AAA abdominal aortic aneurysm, OHCA out-of-hospital cardiac arrest, ML malignant lymphoma, APACHE II Acute Physiology and Chronic Health Evaluation II score, AKI acute kidney injury, PCAS post-cardiac arrest syndrome, Cre creatinine, ICU intensive care unit, CHDF continuous hemodiafiltration, BUN blood urea nitrogen, CLcre creatinine clearance, CLtotal total clearance, QD dialysate flow, QF ultrafiltrate flow, LVFX levofloxacin, SE standard error.

Figure 2

Pharmacokinetics of the levofloxacin (LVFX) concentration-time curve during LVFX administration of 500 mg first 24 hours. Cons, concentration. SE, standard error.

Table 2

Pharmacokinetic parameters of levofloxacin in the patients receiving continuous hemodiafiltration

Patient	CL total (l/h)	t 1/2 (h)	C max (mcg/ml)	AUC [(mg/l) h]
1	4.62	13.1	5.7	108.3
2	12.3	14.4	3.0	40.8
3	6.64	28.9	4.7	75.3
4	7.01	11.4	4.4	71.3
Mean ± SE	7.63 + 1.6	16.9 + 4.0	4.5 + 0.6	73.9 + 13.8

CL total clearance, t1/2 a half-life, C maximum concentration, AUC area under the concentration-time curve, SE standard error.

Discussion

The ratio of AUC/minimum inhibitory concentration (MIC) is a well-known important PK and pharmacodynamics predictor of the clinical efficacy of fluoroquinolones, including LVFX. Previous studies suggest that the AUC/MIC of ≥100 (h) is required in compromised patients or those exhibiting severe Gram-negative rod or staphylococcal infection [2-4]. In addition, the MIC for 90% of tested strains against most common Gram-negative aerobic pathogens is < 0.5 (μg/ml) [5]. Therefore, we determined the target AUC to be ≥ 50 and the optimal dose of LVFX to be 50 × CLtotal. Hence, the LVFX concentrations reached higher than optimal concentrations, and infection could therefore be successfully controlled in these patients.
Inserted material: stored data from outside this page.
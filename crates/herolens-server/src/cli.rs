use clap::{Parser, Subcommand};

#[derive(Parser, Debug)]
#[command(name = "herolens")]
#[command(
    author,
    version,
    about = "Classify uploaded images and chart the class probabilities"
)]
pub struct Cli {
    /// Configuration file path
    #[arg(short, long, default_value = "herolens.yaml", env = "HEROLENS_CONFIG")]
    pub config: String,

    /// Enable verbose logging
    #[arg(short, long)]
    pub verbose: bool,

    /// Without a command the model is fetched and loaded, then the process exits
    #[command(subcommand)]
    pub command: Option<Commands>,
}

#[derive(Subcommand, Debug)]
pub enum Commands {
    /// Load the model and start the HTTP server
    Serve {
        /// Listen address
        #[arg(short, long)]
        listen: Option<String>,

        /// Listen port
        #[arg(short, long)]
        port: Option<u16>,
    },
}

impl Cli {
    /// True when the network listener should be started
    pub fn should_serve(&self) -> bool {
        matches!(self.command, Some(Commands::Serve { .. }))
    }
}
Three factors affect the PK during CHDF as follows: 1) pore size and protein binding fraction of the drug; 2) molecular size; 3) QD and QF in the CHDF protocol [6]. The triacetate and polysulfone membranes used in this study have large pores and do not have a capacity for drug absorption, characteristics recommended for CHDF. The molecular size of LVFX is 361 Da, which is less than that of ciprofloxacin (CPFX) (368 Da). The results of our previous study suggested that the pore size of the hemofilter does not influence the CLCHDF, likely due to the sufficiently low molecular weight of CPFX [7]. This previous study also indicated that the surface area of the hemofilter with a large amount of QD possibly affects the clearance of small solutes, such as fluoroquinolones [7]. Therefore, the current results are not applicable in cases in which the QD is large.
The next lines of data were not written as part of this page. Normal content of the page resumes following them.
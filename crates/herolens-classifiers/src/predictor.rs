//! In-memory image classifier

use crate::model_loader::Architecture;
use crate::preprocess::{decode_image, image_to_tensor, INPUT_SIZE};
use candle_core::{Device, Module, Tensor, D};
use candle_nn::{Func, VarBuilder};
use herolens_core::{Error, Prediction, Result};
use image::DynamicImage;
use std::time::Instant;

/// A loaded classifier and the labels for its outputs.
///
/// Immutable once built; share it behind an `Arc`.
pub struct Predictor {
    name: String,
    model: Func<'static>,
    device: Device,
    classes: Vec<String>,
}

impl std::fmt::Debug for Predictor {
    fn fmt(&self, f: &mut std::fmt::Formatter<'_>) -> std::fmt::Result {
        f.debug_struct("Predictor")
            .field("name", &self.name)
            .field("device", &self.device)
            .field("classes", &self.classes)
            .finish_non_exhaustive()
    }
}

impl Predictor {
    /// Wrap an already-built forward function
    pub fn new(name: impl Into<String>, model: Func<'static>, device: Device, classes: Vec<String>) -> Self {
        Self {
            name: name.into(),
            model,
            device,
            classes,
        }
    }

    /// Build the network for `architecture` from a weight source
    pub fn from_var_builder(
        name: impl Into<String>,
        architecture: Architecture,
        classes: Vec<String>,
        vb: VarBuilder<'static>,
    ) -> candle_core::Result<Self> {
        let device = vb.device().clone();
        let model = architecture.build(classes.len(), vb)?;
        Ok(Self::new(name, model, device, classes))
    }

    /// Model name, usually the artifact file stem
    pub fn name(&self) -> &str {
        &self.name
    }

    /// Class labels in model output order
    pub fn classes(&self) -> &[String] {
        &self.classes
    }

    /// Device the weights live on
    pub fn device(&self) -> &Device {
        &self.device
    }

    /// Decode raw bytes and classify them
    pub fn predict_bytes(&self, bytes: &[u8]) -> Result<Prediction> {
        let img = decode_image(bytes)?;
        self.predict(&img)
    }

    /// Classify a decoded image
    pub fn predict(&self, img: &DynamicImage) -> Result<Prediction> {
        let input = image_to_tensor(img, INPUT_SIZE, &self.device)?;
        self.predict_tensor(&input)
    }

    /// Run the forward pass on a prepared `(1, 3, H, W)` tensor
    pub fn predict_tensor(&self, input: &Tensor) -> Result<Prediction> {
        let start = Instant::now();

        let probabilities = self
            .forward_probabilities(input)
            .map_err(|e| Error::inference(format!("Model forward pass failed: {}", e)))?;

        let mut prediction = Prediction::from_probabilities(&self.classes, probabilities).ok_or_else(|| {
            Error::inference(format!(
                "Model produced a different number of outputs than the {} configured classes",
                self.classes.len()
            ))
        })?;
        prediction.latency_us = start.elapsed().as_micros() as u64;

        tracing::debug!(
            label = %prediction.label,
            confidence = prediction.confidence(),
            latency_us = prediction.latency_us,
            "Classified image"
        );

        Ok(prediction)
    }

    fn forward_probabilities(&self, input: &Tensor) -> candle_core::Result<Vec<f32>> {
        let logits = self.model.forward(input)?;
        candle_nn::ops::softmax(&logits, D::Minus1)?
            .squeeze(0)?
            .to_vec1::<f32>()
    }
}
//! Router tests driven through `tower::ServiceExt::oneshot`

mod common;

use axum::{
    body::{to_bytes, Body},
    http::{header, Method, Request, StatusCode},
    Router,
};
use base64::{engine::general_purpose::STANDARD, Engine as _};
use herolens_core::DEFAULT_CLASSES;
use herolens_server::{build_app, AnalyzeResponse};
use tower::ServiceExt;

fn app(dir: &std::path::Path) -> Router {
    build_app(common::test_state(dir))
}

fn analyze_request(field: &str, data: &[u8]) -> Request<Body> {
    let (content_type, body) = common::multipart_body(field, data);
    Request::builder()
        .method(Method::POST)
        .uri("/analyze")
        .header(header::CONTENT_TYPE, content_type)
        .body(Body::from(body))
        .unwrap()
}

async fn body_bytes(response: axum::response::Response) -> Vec<u8> {
    to_bytes(response.into_body(), usize::MAX).await.unwrap().to_vec()
}

#[tokio::test]
async fn test_homepage_served_from_disk() {
    let dir = tempfile::tempdir().unwrap();
    let app = app(dir.path());

    let response = app
        .clone()
        .oneshot(Request::get("/").body(Body::empty()).unwrap())
        .await
        .unwrap();
    assert_eq!(response.status(), StatusCode::OK);
    let html = String::from_utf8(body_bytes(response).await).unwrap();
    assert!(html.contains("id=\"upload\""));

    // Edits show up without a restart
    std::fs::write(dir.path().join("view/index.html"), "<p>edited</p>").unwrap();
    let response = app
        .oneshot(Request::get("/").body(Body::empty()).unwrap())
        .await
        .unwrap();
    assert_eq!(body_bytes(response).await, b"<p>edited</p>");
}

#[tokio::test]
async fn test_static_files() {
    let dir = tempfile::tempdir().unwrap();
    let app = app(dir.path());

    let response = app
        .clone()
        .oneshot(Request::get("/static/client.js").body(Body::empty()).unwrap())
        .await
        .unwrap();
    assert_eq!(response.status(), StatusCode::OK);
    assert_eq!(body_bytes(response).await, b"console.log('hi');");

    let response = app
        .oneshot(Request::get("/static/missing.css").body(Body::empty()).unwrap())
        .await
        .unwrap();
    assert_eq!(response.status(), StatusCode::NOT_FOUND);
}

#[tokio::test]
async fn test_analyze_returns_label_and_png_plot() {
    let dir = tempfile::tempdir().unwrap();
    let response = app(dir.path())
        .oneshot(analyze_request("file", &common::png_bytes()))
        .await
        .unwrap();

    assert_eq!(response.status(), StatusCode::OK);
    let body: AnalyzeResponse = serde_json::from_slice(&body_bytes(response).await).unwrap();

    assert!(DEFAULT_CLASSES.contains(&body.result.as_str()));
    assert_eq!(body.result, "batman");

    let payload = body
        .plot
        .strip_prefix("<img src='data:image/png;base64,")
        .and_then(|rest| rest.strip_suffix("'>"))
        .expect("plot is an inline PNG img tag");
    let png = STANDARD.decode(payload).unwrap();
    let chart = image::load_from_memory_with_format(&png, image::ImageFormat::Png).unwrap();
    assert_eq!((chart.width(), chart.height()), (1000, 500));
}

#[tokio::test]
async fn test_bad_image_fails_only_that_request() {
    let dir = tempfile::tempdir().unwrap();
    let app = app(dir.path());

    let response = app
        .clone()
        .oneshot(analyze_request("file", b"this is not an image"))
        .await
        .unwrap();
    assert_eq!(response.status(), StatusCode::INTERNAL_SERVER_ERROR);
    let body: serde_json::Value = serde_json::from_slice(&body_bytes(response).await).unwrap();
    assert!(body["error"]["message"].as_str().unwrap().contains("decode"));

    let response = app
        .oneshot(analyze_request("file", &common::png_bytes()))
        .await
        .unwrap();
    assert_eq!(response.status(), StatusCode::OK);
}

#[tokio::test]
async fn test_missing_file_field_is_bad_request() {
    let dir = tempfile::tempdir().unwrap();
    let response = app(dir.path())
        .oneshot(analyze_request("picture", &common::png_bytes()))
        .await
        .unwrap();
    assert_eq!(response.status(), StatusCode::BAD_REQUEST);
}

#[tokio::test]
async fn test_cors_allows_any_origin_with_custom_headers() {
    let dir = tempfile::tempdir().unwrap();
    let request = Request::builder()
        .method(Method::OPTIONS)
        .uri("/")
        .header(header::ORIGIN, "http://example.com")
        .header(header::ACCESS_CONTROL_REQUEST_METHOD, "GET")
        .header(header::ACCESS_CONTROL_REQUEST_HEADERS, "x-requested-with,content-type")
        .body(Body::empty())
        .unwrap();

    let response = app(dir.path()).oneshot(request).await.unwrap();

    assert_eq!(response.status(), StatusCode::OK);
    let headers = response.headers();
    assert_eq!(headers[header::ACCESS_CONTROL_ALLOW_ORIGIN], "*");
    let allowed = headers[header::ACCESS_CONTROL_ALLOW_HEADERS]
        .to_str()
        .unwrap()
        .to_ascii_lowercase();
    assert!(allowed.contains("x-requested-with"));
    assert!(allowed.contains("content-type"));
}

#[tokio::test]
async fn test_health() {
    let dir = tempfile::tempdir().unwrap();
    let response = app(dir.path())
        .oneshot(Request::get("/health").body(Body::empty()).unwrap())
        .await
        .unwrap();
    assert_eq!(response.status(), StatusCode::OK);
    assert_eq!(body_bytes(response).await, b"OK");
}

#[tokio::test]
async fn test_metrics_exposition() {
    use metrics_exporter_prometheus::PrometheusBuilder;

    let dir = tempfile::tempdir().unwrap();
    let recorder = PrometheusBuilder::new().build_recorder();
    let handle = recorder.handle();
    metrics::with_local_recorder(&recorder, || {
        metrics::counter!("herolens_requests_total").increment(3);
    });

    let state = common::test_state(dir.path()).with_metrics(handle);
    let response = build_app(state)
        .oneshot(Request::get("/metrics").body(Body::empty()).unwrap())
        .await
        .unwrap();

    assert_eq!(response.status(), StatusCode::OK);
    let text = String::from_utf8(body_bytes(response).await).unwrap();
    assert!(text.contains("herolens_requests_total 3"), "{text}");
}

#[tokio::test]
async fn test_metrics_without_recorder_is_empty() {
    let dir = tempfile::tempdir().unwrap();
    let response = app(dir.path())
        .oneshot(Request::get("/metrics").body(Body::empty()).unwrap())
        .await
        .unwrap();

    assert_eq!(response.status(), StatusCode::OK);
    assert!(body_bytes(response).await.is_empty());
}
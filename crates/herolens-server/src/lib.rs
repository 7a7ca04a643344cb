pub mod cli;
pub mod config;
pub mod render;
pub mod server;
pub mod startup;
pub mod state;

pub use cli::*;
pub use config::*;
pub use server::*;
pub use startup::*;
pub use state::*;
The limitations of this study should be addressed. First, the results of a study by Takigawara et al. [1], showing the relationship between the PK of LVFX and the CLCre, were based on patients with a normal renal function. These results are not applicable to the present study, as we included patients with more severe kidney injury. Second, the current study included a very small number of patients. Therefore, a larger, more precise clinical study is needed to confirm our results.